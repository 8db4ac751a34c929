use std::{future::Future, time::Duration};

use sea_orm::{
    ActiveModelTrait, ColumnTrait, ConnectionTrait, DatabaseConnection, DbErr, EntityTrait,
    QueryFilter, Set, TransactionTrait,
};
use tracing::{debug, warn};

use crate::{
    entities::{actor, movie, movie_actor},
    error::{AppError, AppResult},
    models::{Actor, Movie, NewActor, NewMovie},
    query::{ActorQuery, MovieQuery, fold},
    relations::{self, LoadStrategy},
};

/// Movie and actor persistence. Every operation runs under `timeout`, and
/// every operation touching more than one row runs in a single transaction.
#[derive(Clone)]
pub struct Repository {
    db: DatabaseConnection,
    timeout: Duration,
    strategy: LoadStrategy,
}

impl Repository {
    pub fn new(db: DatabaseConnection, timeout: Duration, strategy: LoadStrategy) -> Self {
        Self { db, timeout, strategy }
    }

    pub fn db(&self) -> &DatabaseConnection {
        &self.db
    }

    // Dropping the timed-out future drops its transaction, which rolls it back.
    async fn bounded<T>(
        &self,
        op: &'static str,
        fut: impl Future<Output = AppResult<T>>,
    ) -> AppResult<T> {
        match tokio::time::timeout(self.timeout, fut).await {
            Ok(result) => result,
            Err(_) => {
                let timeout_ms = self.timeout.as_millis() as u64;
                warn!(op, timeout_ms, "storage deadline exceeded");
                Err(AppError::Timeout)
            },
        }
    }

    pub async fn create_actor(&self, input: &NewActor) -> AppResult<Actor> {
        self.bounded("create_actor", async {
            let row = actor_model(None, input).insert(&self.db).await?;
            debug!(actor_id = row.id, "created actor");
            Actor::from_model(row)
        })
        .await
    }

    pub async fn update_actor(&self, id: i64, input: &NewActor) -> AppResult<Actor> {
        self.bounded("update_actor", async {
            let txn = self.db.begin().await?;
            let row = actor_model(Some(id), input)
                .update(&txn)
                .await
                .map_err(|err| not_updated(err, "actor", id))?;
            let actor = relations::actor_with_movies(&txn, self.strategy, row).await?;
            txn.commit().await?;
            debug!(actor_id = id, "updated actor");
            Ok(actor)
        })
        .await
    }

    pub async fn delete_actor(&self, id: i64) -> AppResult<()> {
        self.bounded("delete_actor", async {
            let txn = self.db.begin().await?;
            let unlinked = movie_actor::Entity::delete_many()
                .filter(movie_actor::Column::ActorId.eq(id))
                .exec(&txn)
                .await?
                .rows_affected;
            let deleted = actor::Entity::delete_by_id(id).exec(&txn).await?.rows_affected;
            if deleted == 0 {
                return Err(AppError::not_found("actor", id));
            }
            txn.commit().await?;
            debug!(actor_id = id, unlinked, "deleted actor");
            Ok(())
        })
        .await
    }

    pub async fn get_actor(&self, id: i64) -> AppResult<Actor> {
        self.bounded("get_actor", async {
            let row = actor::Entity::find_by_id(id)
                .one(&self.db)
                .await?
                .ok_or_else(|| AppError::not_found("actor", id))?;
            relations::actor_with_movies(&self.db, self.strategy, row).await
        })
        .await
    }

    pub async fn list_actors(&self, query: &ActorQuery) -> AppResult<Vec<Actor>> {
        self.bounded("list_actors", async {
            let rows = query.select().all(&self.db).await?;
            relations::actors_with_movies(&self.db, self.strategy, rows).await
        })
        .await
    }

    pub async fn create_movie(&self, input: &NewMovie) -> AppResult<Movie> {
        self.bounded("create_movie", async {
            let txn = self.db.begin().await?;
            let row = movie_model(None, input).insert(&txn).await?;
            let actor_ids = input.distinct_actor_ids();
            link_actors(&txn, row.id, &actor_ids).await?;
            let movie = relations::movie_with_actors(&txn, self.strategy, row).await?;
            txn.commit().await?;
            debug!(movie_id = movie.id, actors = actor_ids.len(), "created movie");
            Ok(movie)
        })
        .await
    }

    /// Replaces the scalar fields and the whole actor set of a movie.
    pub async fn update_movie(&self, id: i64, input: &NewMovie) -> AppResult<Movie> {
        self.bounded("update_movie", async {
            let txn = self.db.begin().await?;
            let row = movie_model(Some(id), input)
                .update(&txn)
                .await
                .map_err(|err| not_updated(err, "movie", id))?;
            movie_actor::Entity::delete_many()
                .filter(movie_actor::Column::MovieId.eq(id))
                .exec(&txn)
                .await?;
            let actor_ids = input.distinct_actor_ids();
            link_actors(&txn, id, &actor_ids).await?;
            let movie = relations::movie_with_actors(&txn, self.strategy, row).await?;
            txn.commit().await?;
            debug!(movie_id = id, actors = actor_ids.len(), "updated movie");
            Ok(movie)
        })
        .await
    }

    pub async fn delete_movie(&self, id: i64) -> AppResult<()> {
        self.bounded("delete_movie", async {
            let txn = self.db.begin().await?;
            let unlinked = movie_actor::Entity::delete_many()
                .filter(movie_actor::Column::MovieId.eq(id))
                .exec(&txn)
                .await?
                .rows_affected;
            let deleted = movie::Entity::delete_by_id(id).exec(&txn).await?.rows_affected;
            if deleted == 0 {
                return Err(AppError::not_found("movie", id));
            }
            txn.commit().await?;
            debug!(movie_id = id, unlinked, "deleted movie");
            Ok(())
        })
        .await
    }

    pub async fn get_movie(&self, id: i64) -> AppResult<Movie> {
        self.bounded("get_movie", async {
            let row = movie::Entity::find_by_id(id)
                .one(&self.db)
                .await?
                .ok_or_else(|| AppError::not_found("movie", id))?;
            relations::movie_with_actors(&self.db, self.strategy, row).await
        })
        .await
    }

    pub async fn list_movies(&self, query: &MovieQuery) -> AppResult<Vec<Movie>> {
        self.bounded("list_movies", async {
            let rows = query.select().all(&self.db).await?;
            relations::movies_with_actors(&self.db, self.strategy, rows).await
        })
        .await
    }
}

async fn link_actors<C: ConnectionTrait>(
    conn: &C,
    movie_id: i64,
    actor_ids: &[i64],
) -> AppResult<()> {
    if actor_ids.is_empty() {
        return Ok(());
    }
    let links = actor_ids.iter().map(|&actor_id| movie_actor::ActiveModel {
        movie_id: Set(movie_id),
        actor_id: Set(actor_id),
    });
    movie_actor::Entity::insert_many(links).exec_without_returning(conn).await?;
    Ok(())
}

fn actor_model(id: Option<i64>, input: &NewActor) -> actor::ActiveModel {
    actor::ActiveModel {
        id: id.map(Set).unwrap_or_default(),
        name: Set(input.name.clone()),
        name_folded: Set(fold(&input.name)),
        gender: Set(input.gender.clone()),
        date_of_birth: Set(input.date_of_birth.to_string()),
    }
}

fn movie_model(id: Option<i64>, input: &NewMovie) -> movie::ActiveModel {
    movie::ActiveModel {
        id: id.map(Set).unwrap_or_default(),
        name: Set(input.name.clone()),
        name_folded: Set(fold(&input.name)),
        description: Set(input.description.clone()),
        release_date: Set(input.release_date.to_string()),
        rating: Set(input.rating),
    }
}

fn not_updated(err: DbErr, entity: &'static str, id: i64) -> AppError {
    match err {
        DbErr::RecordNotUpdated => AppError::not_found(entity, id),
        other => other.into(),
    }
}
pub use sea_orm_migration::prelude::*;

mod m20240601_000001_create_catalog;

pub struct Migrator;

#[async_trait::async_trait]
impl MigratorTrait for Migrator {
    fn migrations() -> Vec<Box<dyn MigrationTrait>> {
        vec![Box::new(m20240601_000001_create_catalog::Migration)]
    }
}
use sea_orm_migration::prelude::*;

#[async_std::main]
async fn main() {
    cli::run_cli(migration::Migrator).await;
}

==

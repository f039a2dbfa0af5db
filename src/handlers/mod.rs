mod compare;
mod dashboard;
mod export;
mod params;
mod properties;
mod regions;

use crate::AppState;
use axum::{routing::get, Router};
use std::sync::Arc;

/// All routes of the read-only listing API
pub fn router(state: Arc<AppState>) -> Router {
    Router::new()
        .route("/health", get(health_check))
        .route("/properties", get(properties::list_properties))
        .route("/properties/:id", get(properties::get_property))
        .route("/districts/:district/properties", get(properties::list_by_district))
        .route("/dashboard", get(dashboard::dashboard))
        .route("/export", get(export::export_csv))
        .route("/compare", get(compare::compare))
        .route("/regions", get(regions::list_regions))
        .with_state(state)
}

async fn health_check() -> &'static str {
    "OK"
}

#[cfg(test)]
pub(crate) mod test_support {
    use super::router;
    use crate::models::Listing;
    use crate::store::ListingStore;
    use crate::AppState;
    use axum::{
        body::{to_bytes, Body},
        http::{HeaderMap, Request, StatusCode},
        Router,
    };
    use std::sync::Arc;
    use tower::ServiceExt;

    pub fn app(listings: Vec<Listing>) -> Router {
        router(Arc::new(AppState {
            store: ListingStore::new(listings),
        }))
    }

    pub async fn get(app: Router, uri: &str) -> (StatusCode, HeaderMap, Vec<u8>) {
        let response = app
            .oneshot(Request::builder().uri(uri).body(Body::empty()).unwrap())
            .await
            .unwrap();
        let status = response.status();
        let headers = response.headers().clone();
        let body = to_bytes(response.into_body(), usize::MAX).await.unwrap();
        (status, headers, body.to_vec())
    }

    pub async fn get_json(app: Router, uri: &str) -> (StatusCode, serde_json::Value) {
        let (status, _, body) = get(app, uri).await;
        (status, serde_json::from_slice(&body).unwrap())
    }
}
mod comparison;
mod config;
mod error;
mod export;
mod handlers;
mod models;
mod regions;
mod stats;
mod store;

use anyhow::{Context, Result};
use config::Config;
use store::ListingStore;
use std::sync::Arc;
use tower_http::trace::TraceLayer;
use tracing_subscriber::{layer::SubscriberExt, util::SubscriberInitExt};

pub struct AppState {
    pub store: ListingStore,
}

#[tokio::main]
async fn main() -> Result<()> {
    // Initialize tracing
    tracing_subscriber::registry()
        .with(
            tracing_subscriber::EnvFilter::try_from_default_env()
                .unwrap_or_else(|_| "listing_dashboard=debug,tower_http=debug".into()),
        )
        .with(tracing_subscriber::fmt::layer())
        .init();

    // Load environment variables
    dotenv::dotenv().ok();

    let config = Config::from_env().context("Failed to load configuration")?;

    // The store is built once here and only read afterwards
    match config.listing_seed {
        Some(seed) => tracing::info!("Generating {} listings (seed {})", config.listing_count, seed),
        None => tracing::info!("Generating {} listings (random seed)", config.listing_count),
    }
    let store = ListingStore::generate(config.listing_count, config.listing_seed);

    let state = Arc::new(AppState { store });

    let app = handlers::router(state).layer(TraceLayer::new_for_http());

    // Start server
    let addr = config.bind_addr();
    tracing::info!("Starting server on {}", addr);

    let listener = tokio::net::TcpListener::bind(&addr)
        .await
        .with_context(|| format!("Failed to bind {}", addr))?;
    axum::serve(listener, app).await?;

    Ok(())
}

WORK REQUEST → Referring to the material above, set down exactly the lines between the line with "repository 8db4ac751a34c929" and the line with "pub async fn update_actor(&self, id: i64, input: &NewActor)", inclusive, and no other lines.

RESULT OF THE TASK →
repository 8db4ac751a34c929
use std::{future::Future, time::Duration};

use sea_orm::{
    ActiveModelTrait, ColumnTrait, ConnectionTrait, DatabaseConnection, DbErr, EntityTrait,
    QueryFilter, Set, TransactionTrait,
};
use tracing::{debug, warn};

use crate::{
    entities::{actor, movie, movie_actor},
    error::{AppError, AppResult},
    models::{Actor, Movie, NewActor, NewMovie},
    query::{ActorQuery, MovieQuery, fold},
    relations::{self, LoadStrategy},
};

/// Movie and actor persistence. Every operation runs under `timeout`, and
/// every operation touching more than one row runs in a single transaction.
#[derive(Clone)]
pub struct Repository {
    db: DatabaseConnection,
    timeout: Duration,
    strategy: LoadStrategy,
}

impl Repository {
    pub fn new(db: DatabaseConnection, timeout: Duration, strategy: LoadStrategy) -> Self {
        Self { db, timeout, strategy }
    }

    pub fn db(&self) -> &DatabaseConnection {
        &self.db
    }

    // Dropping the timed-out future drops its transaction, which rolls it back.
    async fn bounded<T>(
        &self,
        op: &'static str,
        fut: impl Future<Output = AppResult<T>>,
    ) -> AppResult<T> {
        match tokio::time::timeout(self.timeout, fut).await {
            Ok(result) => result,
            Err(_) => {
                let timeout_ms = self.timeout.as_millis() as u64;
                warn!(op, timeout_ms, "storage deadline exceeded");
                Err(AppError::Timeout)
            },
        }
    }

    pub async fn create_actor(&self, input: &NewActor) -> AppResult<Actor> {
        self.bounded("create_actor", async {
            let row = actor_model(None, input).insert(&self.db).await?;
            debug!(actor_id = row.id, "created actor");
            Actor::from_model(row)
        })
        .await
    }

    pub async fn update_actor(&self, id: i64, input: &NewActor) -> AppResult<Actor> {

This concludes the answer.